Victor Martin

For the Canadian politician, see Victor Martin (politician).
House in which Victor Martin lived in Blaton, (Hainaut province, Belgium) One can distinguish near the upper part of the door, the memorial plate & in the foreground, the street sign.[1]

Victor Martin (Blaton, 19 January 1912 – November 1989) was a Belgian sociologist, alumnus of Louvain Catholic University. During World War II he embarked on a spying mission in Germany for the Front de l'Indépendance Belgian communist resistance organization, bringing back the first reliable information about the fate of Jews deported to Germany, as well as detailed information about the functioning of the Auschwitz concentration camp.

Martin's operation

Martin, who possessed a doctorate, had travelled in Switzerland, France and Germany before the war, and his title had given him access to a network of good contacts in German universities. As a member of the resistance and realizing that his mastery of the German language was a trump card, he proposed himself for a secret mission in enemy territory.

Martin's proposal was accepted, but the mission was different from what he had imagined; at the request of the official of the Comité de Défense des Juifs, he was ordered to observe directly where the trains went which carried the deported Jews of Belgium.

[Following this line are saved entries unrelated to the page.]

//! Input device selection.
//!
//! Device names are resolved against the cpal host at open time. The
//! candidate ordering favours the ALSA "default" shim and the PipeWire
//! bridge before concrete hardware, which is the order that behaves best on
//! desktop Linux.

use cpal::traits::{DeviceTrait, HostTrait};
use cpal::{Device, Host};
use tempovox_foundation::AudioError;

pub struct DeviceManager {
    host: Host,
    current_device: Option<Device>,
}

#[derive(Debug, Clone)]
pub struct DeviceInfo {
    pub name: String,
    pub is_default: bool,
}

impl DeviceManager {
    pub fn new() -> Result<Self, AudioError> {
        Ok(Self {
            host: cpal::default_host(),
            current_device: None,
        })
    }

    pub fn host_id(&self) -> cpal::HostId {
        self.host.id()
    }

    pub fn enumerate_devices(&self) -> Vec<DeviceInfo> {
        let default_name = self.default_input_device_name();
        let mut devices = Vec::new();

        if let Ok(inputs) = self.host.input_devices() {
            for device in inputs {
                if let Ok(name) = device.name() {
                    let is_default = default_name.as_deref() == Some(name.as_str());
                    devices.push(DeviceInfo { name, is_default });
                }
            }
        }

        devices
    }

    pub fn default_input_device_name(&self) -> Option<String> {
        self.host.default_input_device().and_then(|d| d.name().ok())
    }

    /// Candidate names in priority order: ALSA "default", then "pipewire",
    /// then the OS default input, then everything else. No duplicates.
    pub fn candidate_device_names(&self) -> Vec<String> {
        let all = self.enumerate_devices();
        let mut out: Vec<String> = Vec::new();
        let mut push_unique = |name: String, out: &mut Vec<String>| {
            if !out.iter().any(|n| n == &name) {
                out.push(name);
            }
        };

        for shim in ["default", "pipewire"] {
            if all.iter().any(|d| d.name == shim) {
                push_unique(shim.to_string(), &mut out);
            }
        }
        if let Some(def) = self.default_input_device_name() {
            push_unique(def, &mut out);
        }
        for d in all {
            push_unique(d.name, &mut out);
        }

        out
    }

    pub fn open_device(&mut self, name: Option<&str>) -> Result<Device, AudioError> {
        if let Some(preferred) = name {
            if let Some(device) = self.find_device_by_name(preferred) {
                self.current_device = Some(device.clone());
                return Ok(device);
            }
            if let Some(device) = self
                .find_device_by_predicate(|n| n.to_lowercase().contains(&preferred.to_lowercase()))
            {
                tracing::warn!(
                    "device '{}' not found exactly, using closest match '{}'",
                    preferred,
                    device.name().unwrap_or_default()
                );
                self.current_device = Some(device.clone());
                return Ok(device);
            }
            // A named device that cannot be found is an error; silent
            // fallback would capture from the wrong microphone.
            return Err(AudioError::DeviceNotFound {
                name: Some(preferred.to_string()),
            });
        }

        for candidate in self.candidate_device_names() {
            if let Some(device) = self.find_device_by_name(&candidate) {
                self.current_device = Some(device.clone());
                return Ok(device);
            }
        }

        self.host
            .default_input_device()
            .ok_or(AudioError::DeviceNotFound { name: None })
            .map(|device| {
                self.current_device = Some(device.clone());
                device
            })
    }

    fn find_device_by_name(&self, name: &str) -> Option<Device> {
        self.find_device_by_predicate(|n| n == name)
    }

    fn find_device_by_predicate<F>(&self, pred: F) -> Option<Device>
    where
        F: Fn(&str) -> bool,
    {
        if let Ok(devices) = self.host.input_devices() {
            for device in devices {
                if let Ok(name) = device.name() {
                    if pred(&name) {
                        return Some(device);
                    }
                }
            }
        }
        None
    }
}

He manufactured a project researching the psychology of different social classes as cover. He obtained meetings with the sociologist Leopold von Wiese at Cologne, and with another colleague at the University of Breslau (now Wrocław in Poland). The project was accepted by the occupier and he obtained permits to travel between Frankfurt, Berlin and Breslau during the period of 4–20 February 1943.

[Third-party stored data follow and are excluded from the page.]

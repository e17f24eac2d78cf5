//! Utterance segmentation stage.
//!
//! Consumes hop frames from the chunker, maintains the DC-blocked lookback
//! ring, runs the dual-gate detector over full analysis windows at hop
//! cadence, and on each segment end pulls the utterance samples back out of
//! the ring for the recognizer. The ring has exactly one writer and one
//! reader: this task.

use std::sync::Arc;

use tokio::sync::broadcast;
use tokio::task::JoinHandle;
use tracing::{debug, error, info, warn};

use tempovox_audio::{DcBlocker, HopFrame, LookbackRing, DEFAULT_LOOKBACK_SAMPLES};
use tempovox_telemetry::{PipelineMetrics, PipelineStage};
use tempovox_vad::{DualGateVad, VadConfig, VadEngine, VadEvent};

/// One segmented utterance: DC-filtered mono 16 kHz samples plus the
/// segment end time on the audio clock.
#[derive(Debug, Clone)]
pub struct UtteranceAudio {
    pub samples: Vec<i16>,
    pub end_timestamp_ms: u64,
}

pub struct SpeechSegmenter {
    vad: DualGateVad,
    dc_blocker: DcBlocker,
    lookback: LookbackRing,
    audio_rx: broadcast::Receiver<HopFrame>,
    utterance_tx: broadcast::Sender<UtteranceAudio>,
    metrics: Option<Arc<PipelineMetrics>>,
    frame_size: usize,
    hop_size: usize,
    /// Next analysis window to run, as an index on the hop grid. Stays in
    /// lockstep with the detector's own window count; the frame indices in
    /// its events address the lookback ring through this grid.
    next_window: u64,
    hops_processed: u64,
    utterances_sent: u64,
}

impl SpeechSegmenter {
    pub fn new(
        config: VadConfig,
        audio_rx: broadcast::Receiver<HopFrame>,
        utterance_tx: broadcast::Sender<UtteranceAudio>,
        metrics: Option<Arc<PipelineMetrics>>,
    ) -> Self {
        let frame_size = config.frame_size_samples;
        let hop_size = config.hop_size_samples;
        Self {
            vad: DualGateVad::new(config),
            dc_blocker: DcBlocker::new(),
            lookback: LookbackRing::new(DEFAULT_LOOKBACK_SAMPLES),
            audio_rx,
            utterance_tx,
            metrics,
            frame_size,
            hop_size,
            next_window: 0,
            hops_processed: 0,
            utterances_sent: 0,
        }
    }

    pub fn spawn(
        config: VadConfig,
        audio_rx: broadcast::Receiver<HopFrame>,
        utterance_tx: broadcast::Sender<UtteranceAudio>,
        metrics: Option<Arc<PipelineMetrics>>,
    ) -> JoinHandle<()> {
        let segmenter = Self::new(config, audio_rx, utterance_tx, metrics);
        tokio::spawn(segmenter.run())
    }

    pub async fn run(mut self) {
        info!("segmenter task started");
        loop {
            match self.audio_rx.recv().await {
                Ok(hop) => self.handle_hop(hop),
                Err(broadcast::error::RecvError::Lagged(missed)) => {
                    warn!(missed, "segmenter lagging, hop frames dropped");
                    if let Some(metrics) = &self.metrics {
                        metrics.record_queue_drop();
                    }
                }
                Err(broadcast::error::RecvError::Closed) => break,
            }
        }
        info!(
            hops = self.hops_processed,
            utterances = self.utterances_sent,
            "segmenter task shutting down"
        );
    }

    fn handle_hop(&mut self, mut hop: HopFrame) {
        self.dc_blocker.process(&mut hop.samples);
        self.lookback.push(&hop.samples);
        self.hops_processed += 1;

        if let Some(metrics) = &self.metrics {
            metrics.mark_stage_active(PipelineStage::Segmenter);
        }
        if self.hops_processed % 1000 == 0 {
            debug!(
                hops = self.hops_processed,
                state = ?self.vad.current_state(),
                noise_floor = self.vad.noise_floor(),
                "segmenter progress"
            );
        }

        // Run every analysis window the new samples completed.
        loop {
            let start = self.next_window * self.hop_size as u64;
            let end = start + self.frame_size as u64;
            if end > self.lookback.end_index() {
                break;
            }
            let Some(window) = self.lookback.read_range(start, self.frame_size) else {
                warn!(window = self.next_window, "analysis window already evicted");
                break;
            };
            self.next_window += 1;
            match self.vad.process(&window) {
                Ok(Some(event)) => self.handle_event(event),
                Ok(None) => {}
                Err(e) => error!(error = %e, "detector rejected analysis window"),
            }
        }
    }

    fn handle_event(&mut self, event: VadEvent) {
        match event {
            VadEvent::SpeechStart { timestamp_ms, rms } => {
                debug!(timestamp_ms, rms, "speech started");
                if let Some(metrics) = &self.metrics {
                    metrics.set_speaking(true);
                }
            }
            VadEvent::SpeechDiscarded {
                timestamp_ms,
                voiced_frames,
            } => {
                debug!(timestamp_ms, voiced_frames, "segment too short, discarded");
                if let Some(metrics) = &self.metrics {
                    metrics.set_speaking(false);
                    metrics.record_segment_too_short();
                }
            }
            VadEvent::SpeechEnd {
                timestamp_ms,
                start_frame,
                end_frame,
                voiced_frames,
                rms,
            } => {
                if let Some(metrics) = &self.metrics {
                    metrics.set_speaking(false);
                    metrics.record_segment();
                }
                debug!(
                    timestamp_ms,
                    start_frame, end_frame, voiced_frames, rms, "speech ended"
                );
                self.forward_utterance(timestamp_ms, start_frame, end_frame);
            }
        }
    }

    /// Reads `[start_frame, end_frame]` windows back out of the ring and
    /// hands them to the recognizer. A segment longer than the lookback
    /// loses its head, not its tail.
    fn forward_utterance(&mut self, timestamp_ms: u64, start_frame: u64, end_frame: u64) {
        let mut start = start_frame * self.hop_size as u64;
        let end = end_frame * self.hop_size as u64 + self.frame_size as u64;
        let oldest = self.lookback.oldest_available();
        if start < oldest {
            warn!(
                start,
                oldest, "utterance outgrew the lookback ring, head truncated"
            );
            start = oldest;
        }
        let len = (end - start) as usize;
        let Some(samples) = self.lookback.read_range(start, len) else {
            warn!(start, len, "utterance samples no longer available");
            return;
        };
        match self.utterance_tx.send(UtteranceAudio {
            samples,
            end_timestamp_ms: timestamp_ms,
        }) {
            Ok(_) => self.utterances_sent += 1,
            Err(_) => warn!("no recognizer listening, utterance dropped"),
        }
    }
}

At Katowice, not far from Auschwitz, Martin met workers from the Service du Travail Obligatoire in a bistro, who described to him the mass extermination of Jews and the incineration of their bodies. He met them again on several occasions. Betrayed to the Gestapo, he was arrested and imprisoned on 1 April 1943 at the Radwitz camp, where he served as an interpreter. He escaped on 15 May of the same year.

After secretly returning to Belgium, he wrote a report[2] to his resistance comrades in the Front de l'Indépendance who passed the results of his investigations on to London. News of his discoveries also circulated in Belgium, causing Jews to hide their children with the underground and to take flight.[3] Martin himself went underground in the Charleroi area. He was arrested by the Gestapo, and transferred to Kamp Vught in the Netherlands. He escaped yet again, and was sheltered by his resistance comrades.

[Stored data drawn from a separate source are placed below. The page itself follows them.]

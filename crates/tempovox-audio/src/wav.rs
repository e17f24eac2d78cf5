//! WAV replay into the capture ring.
//!
//! Stands in for the microphone when running against recordings. Samples go
//! into the ring at the file's native rate and channel count, so the replay
//! path exercises the same mixdown and resampling as live capture.

use std::path::Path;
use std::time::Duration;

use hound::WavReader;
use tracing::info;

use super::capture::DeviceConfig;
use super::ring_buffer::SampleProducer;
use tempovox_foundation::AudioError;

/// Per-channel batch size, sized to mimic a typical device callback.
const BATCH_SAMPLES_PER_CHANNEL: usize = 512;

/// How much silence to append after the file, in milliseconds. Enough for
/// the segmenter to close out an utterance that runs to the end of the file.
const TRAILER_MS: usize = 600;

#[derive(Debug, Clone, Copy)]
pub enum PlaybackMode {
    /// Sleep between batches to match the file's real duration.
    Realtime,
    /// Realtime pacing divided by the given factor.
    Accelerated(f32),
    /// No pacing at all. Backpressure comes from the ring alone.
    Unpaced,
}

pub struct WavReplay {
    samples: Vec<i16>,
    sample_rate: u32,
    channels: u16,
    batch_size: usize,
    mode: PlaybackMode,
}

impl WavReplay {
    pub fn open<P: AsRef<Path>>(path: P, mode: PlaybackMode) -> Result<Self, AudioError> {
        let mut reader =
            WavReader::open(&path).map_err(|e| AudioError::WavFile(e.to_string()))?;
        let spec = reader.spec();

        if spec.sample_format != hound::SampleFormat::Int || spec.bits_per_sample != 16 {
            return Err(AudioError::WavFile(format!(
                "only 16-bit PCM is supported, got {:?} {} bit",
                spec.sample_format, spec.bits_per_sample
            )));
        }

        let samples: Vec<i16> = reader
            .samples::<i16>()
            .collect::<Result<Vec<_>, _>>()
            .map_err(|e| AudioError::WavFile(e.to_string()))?;

        info!(
            "loaded WAV: {} samples at {} Hz, {} channels",
            samples.len(),
            spec.sample_rate,
            spec.channels
        );

        Ok(Self {
            samples,
            sample_rate: spec.sample_rate,
            channels: spec.channels,
            batch_size: BATCH_SAMPLES_PER_CHANNEL * spec.channels as usize,
            mode,
        })
    }

    /// Rate and channels the chunker should treat this source as.
    pub fn device_config(&self) -> DeviceConfig {
        DeviceConfig {
            sample_rate: self.sample_rate,
            channels: self.channels,
        }
    }

    /// File duration in wall-clock terms for the chosen playback mode.
    pub fn duration_ms(&self) -> u64 {
        let base =
            self.samples.len() as u64 * 1000 / (self.sample_rate as u64 * self.channels as u64);
        match self.mode {
            PlaybackMode::Realtime => base,
            PlaybackMode::Accelerated(speed) => (base as f32 / speed) as u64,
            PlaybackMode::Unpaced => 0,
        }
    }

    /// Feeds the whole file into the ring batch by batch, then a silence
    /// trailer so downstream stages see the utterance end.
    pub async fn stream_to_ring(&self, producer: &mut SampleProducer) {
        let nanos_per_sample =
            1_000_000_000u64 / (self.sample_rate as u64 * self.channels as u64);

        for chunk in self.samples.chunks(self.batch_size) {
            Self::write_all(producer, chunk).await;

            let batch_nanos = chunk.len() as u64 * nanos_per_sample;
            match self.mode {
                PlaybackMode::Realtime => {
                    tokio::time::sleep(Duration::from_nanos(batch_nanos)).await;
                }
                PlaybackMode::Accelerated(speed) => {
                    // 50us floor keeps the task yielding to the chunker.
                    let nanos = ((batch_nanos as f32 / speed) as u64).max(50_000);
                    tokio::time::sleep(Duration::from_nanos(nanos)).await;
                }
                PlaybackMode::Unpaced => {}
            }
        }

        info!(
            "WAV replay finished ({} samples), appending silence trailer",
            self.samples.len()
        );

        let trailer_samples =
            self.sample_rate as usize * self.channels as usize * TRAILER_MS / 1000;
        let silence = vec![0i16; self.batch_size];
        let mut remaining = trailer_samples;
        while remaining > 0 {
            let take = remaining.min(silence.len());
            Self::write_all(producer, &silence[..take]).await;
            remaining -= take;
            if let PlaybackMode::Realtime = self.mode {
                tokio::time::sleep(Duration::from_nanos(take as u64 * nanos_per_sample)).await;
            }
        }
    }

    async fn write_all(producer: &mut SampleProducer, chunk: &[i16]) {
        let mut written = 0;
        while written < chunk.len() {
            let count = producer.write(&chunk[written..]);
            written += count;
            if count == 0 {
                tokio::time::sleep(Duration::from_millis(1)).await;
            }
        }
    }
}

#[cfg(test)]
mod tests {
    use super::*;
    use crate::ring_buffer::SampleRing;

    fn write_test_wav(path: &Path, rate: u32, samples: &[i16]) {
        let spec = hound::WavSpec {
            channels: 1,
            sample_rate: rate,
            bits_per_sample: 16,
            sample_format: hound::SampleFormat::Int,
        };
        let mut writer = hound::WavWriter::create(path, spec).unwrap();
        for &s in samples {
            writer.write_sample(s).unwrap();
        }
        writer.finalize().unwrap();
    }

    #[test]
    fn rejects_float_wav() {
        let dir = tempfile::tempdir().unwrap();
        let path = dir.path().join("float.wav");
        let spec = hound::WavSpec {
            channels: 1,
            sample_rate: 16_000,
            bits_per_sample: 32,
            sample_format: hound::SampleFormat::Float,
        };
        let mut writer = hound::WavWriter::create(&path, spec).unwrap();
        writer.write_sample(0.5f32).unwrap();
        writer.finalize().unwrap();

        assert!(WavReplay::open(&path, PlaybackMode::Unpaced).is_err());
    }

    #[test]
    fn reports_duration_and_device_config() {
        let dir = tempfile::tempdir().unwrap();
        let path = dir.path().join("tone.wav");
        write_test_wav(&path, 16_000, &vec![100i16; 32_000]);

        let replay = WavReplay::open(&path, PlaybackMode::Realtime).unwrap();
        assert_eq!(replay.duration_ms(), 2000);
        assert_eq!(replay.device_config().sample_rate, 16_000);
        assert_eq!(replay.device_config().channels, 1);

        let fast = WavReplay::open(&path, PlaybackMode::Accelerated(4.0)).unwrap();
        assert_eq!(fast.duration_ms(), 500);
    }

    #[tokio::test]
    async fn streams_samples_then_silence_trailer() {
        let dir = tempfile::tempdir().unwrap();
        let path = dir.path().join("short.wav");
        let payload: Vec<i16> = (0..100).map(|i| i as i16 + 1).collect();
        write_test_wav(&path, 1000, &payload);

        let replay = WavReplay::open(&path, PlaybackMode::Unpaced).unwrap();
        let (mut producer, mut consumer) = SampleRing::new(2048).split();
        replay.stream_to_ring(&mut producer).await;

        // 100 payload samples plus 600ms of silence at 1 kHz.
        let mut out = vec![0i16; 2048];
        let read = consumer.read(&mut out);
        assert_eq!(read, 700);
        assert_eq!(&out[..100], &payload[..]);
        assert!(out[100..700].iter().all(|&s| s == 0));
    }
}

After the war, Martin worked overseas for the International Labour Organisation. He married and had a family, and retired to Haute-Savoie towards the end of the 1970s. He died in complete anonymity in 1989.

References

  1. The house is located in front of Blaton's train station
  2. currently kept by the Yad Vashem Holocaust memorial
  3. Andrée Geulen-Herscovici, in 1940-1945: Un combat pour la liberté, cites Martin's report as a trigger for her operation to protect Jewish children.